■ Problem details: Consider the material that follows. How many of its lines contain "poll"? Reply with the number alone.
☆ ☆ ☆ ☆
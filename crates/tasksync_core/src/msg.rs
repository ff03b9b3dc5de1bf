use crate::{PrepareOptions, Task, TaskId};

#[derive(Debug, Clone, PartialEq)]
pub enum Msg {
    /// The owning view mounted; state from a previous attach is dropped.
    Attached,
    /// The owning view unmounted; late responses are ignored from now on.
    Detached,
    /// Authoritative task list from one poll.
    SnapshotReceived(Vec<Task>),
    /// A poll failed. Logged only; the next tick retries.
    SnapshotFailed(String),
    /// Out-of-band resync after the page became visible started or finished.
    SyncingChanged(bool),
    NotificationPermissionResolved { granted: bool },
    /// User submitted a source URL.
    PrepareSubmitted {
        url: String,
        options: PrepareOptions,
    },
    PrepareAccepted { task_id: TaskId },
    PrepareFailed(String),
    /// User confirmed the track selection on the preview.
    StartClicked,
    StartAccepted { task_id: TaskId },
    StartFailed(String),
    SelectionChanged(Vec<usize>),
    CancelClicked { task_id: TaskId },
    CancelFailed { task_id: TaskId },
    DeleteClicked { task_id: TaskId },
    TaskDeleted { task_id: TaskId },
    DeleteFailed { task_id: TaskId, reason: String },
    DownloadLinkReady { task_id: TaskId, url: String },
    DownloadLinkFailed { task_id: TaskId, reason: String },
    /// User left the preview.
    BackToInput,
    /// The download queue prepared this task; its artifact waits for a save tap.
    QueueTaskClaimed { task_id: TaskId },
}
☆ ☆ ☆ ☆
■ Worked solution: 2